Eine zu geringe Auslastung war bereits lange vor Corona festzustellen, so Stoff-Ahnis. Sie lag 2019 bei etwa 75 Prozent und war schon in diesem Jahr am niedrigsten in den Bereichen der Intensivversorgung. Bei den somatischen Erkrankungen allgemein waren die Krankenhausbetten 2020 nur zu 67 Prozent ausgelastet. Covid-19-Patienten belegten 2020 zwei Prozent aller Krankenhausbetten und vier Prozent aller Intensivbetten. Auch diese Zahlen sind für den Spitzenverband Argument dafür, dass die Finanzierung aus der Pandemiezeit nicht zementiert werden dürfe. Die Freihaltepauschalen liefen in dieser Woche bereits aus, sie wurden von anfangs 560 Euro pro Bett und Tag auf ein stärker differenziertes Stufenkonzept angepasst.
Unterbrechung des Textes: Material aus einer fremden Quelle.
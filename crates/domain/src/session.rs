//! Session types tying a bearer credential to a user snapshot.

use serde::{Deserialize, Serialize};
use staffdeck_core::{AppError, AppResult};

use crate::user::User;

/// Live association between a bearer credential and the user it represents.
///
/// A session is created on successful login or restored from the credential
/// store at startup, and destroyed on logout. It is never partially valid:
/// the access token and the user snapshot exist and disappear together. The
/// refresh token is optional because a restored session may predate it; it
/// is stored and cleared alongside the rest but never exercised here (no
/// token refresh in this client).
#[derive(Debug, Clone, PartialEq, Eq, Serialize, Deserialize)]
pub struct Session {
    access_token: String,
    refresh_token: Option<String>,
    user: User,
}

impl Session {
    /// Creates a session from an issued token pair and user snapshot.
    pub fn new(
        access_token: impl Into<String>,
        refresh_token: Option<String>,
        user: User,
    ) -> AppResult<Self> {
        let access_token = access_token.into();
        if access_token.trim().is_empty() {
            return Err(AppError::Validation(
                "access token must not be empty".to_owned(),
            ));
        }

        Ok(Self {
            access_token,
            refresh_token,
            user,
        })
    }

    /// Returns the bearer access token.
    #[must_use]
    pub fn access_token(&self) -> &str {
        self.access_token.as_str()
    }

    /// Returns the refresh token, when one was issued with this session.
    #[must_use]
    pub fn refresh_token(&self) -> Option<&str> {
        self.refresh_token.as_deref()
    }

    /// Returns the user this credential represents.
    #[must_use]
    pub fn user(&self) -> &User {
        &self.user
    }

    /// Returns the same credential carrying a replaced user snapshot.
    ///
    /// Used when the user edits their own profile: tokens are unchanged.
    #[must_use]
    pub fn with_user(mut self, user: User) -> Self {
        self.user = user;
        self
    }

    /// Consumes the session and returns the user snapshot.
    #[must_use]
    pub fn into_user(self) -> User {
        self.user
    }
}

#[cfg(test)]
mod tests {
    use super::Session;
    use crate::user::{Role, User, UserId};

    fn sample_user(role: Role) -> User {
        let id = UserId::new("3").unwrap_or_else(|_| panic!("test id"));
        User::new(id, "Omar Haddad", "omar@example.com", role, "Finance", None)
    }

    #[test]
    fn empty_access_token_is_rejected() {
        let session = Session::new("", None, sample_user(Role::Employee));
        assert!(session.is_err());
    }

    #[test]
    fn with_user_keeps_tokens() {
        let session = Session::new("tok1", Some("ref1".to_owned()), sample_user(Role::Employee));
        let Ok(session) = session else {
            panic!("session construction failed");
        };

        let replaced = session.with_user(sample_user(Role::Manager));
        assert_eq!(replaced.access_token(), "tok1");
        assert_eq!(replaced.refresh_token(), Some("ref1"));
        assert_eq!(replaced.user().role(), Role::Manager);
    }
}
Für die nötigen Strukturreformen bei der stationären Versorgung seien zunächst ausreichend gute Daten nötig, hier könne das Divi-Register als Vorbild genommen und auf alle Krankenhausbereiche ausgeweitet werden. Eine solche tagesaktuelle Registrierung hält Stoff-Ahnis für bürokratiearm.

Weitere Daten zu einer möglichen Reform liefert der am Mittwoch in Berlin vorgestellte Krankenhaus-Rating-Report, der sich traditionell auf die Finanzberichte der Kliniken bezieht. Wissenschaftler wie Mitautor Sebastian Krolop sehen die mögliche Überbezahlung der Krankenhäuser nicht so sehr als Problem - dieser »warme Regen« sei nicht nachhaltig. 2019 sei bereits ein schwieriges Jahr gewesen, spätestens 2022 dürften die Häuser wieder dort stehen. Nur 67 Prozent hätten damals schwarze Zahlen geschrieben.

Ko-Autor Boris Augurzky vom RWI - Leibniz-Institut für Wirtschaftsforschung hält eine weitere Umschichtung von leichten Behandlungsfällen in den ambulanten Bereich für möglich. Genau dieses Potenzial thematisierte auch der GKV-Spitzenverband. Die Zahl der Behandlungsfälle mit nur ein bis zwei Tagen Krankenhausaufenthalt sei seit 2005 kontinuierlich gewachsen. In der Pandemie hätten diese Fälle um fast 30 Prozent abgenommen. Noch wisse niemand, ob das so bleibe. Die gesetzlichen Kassen könnten sich hier durchaus für noch mehr Anreize in Sachen ambulanter Behandlung erwärmen.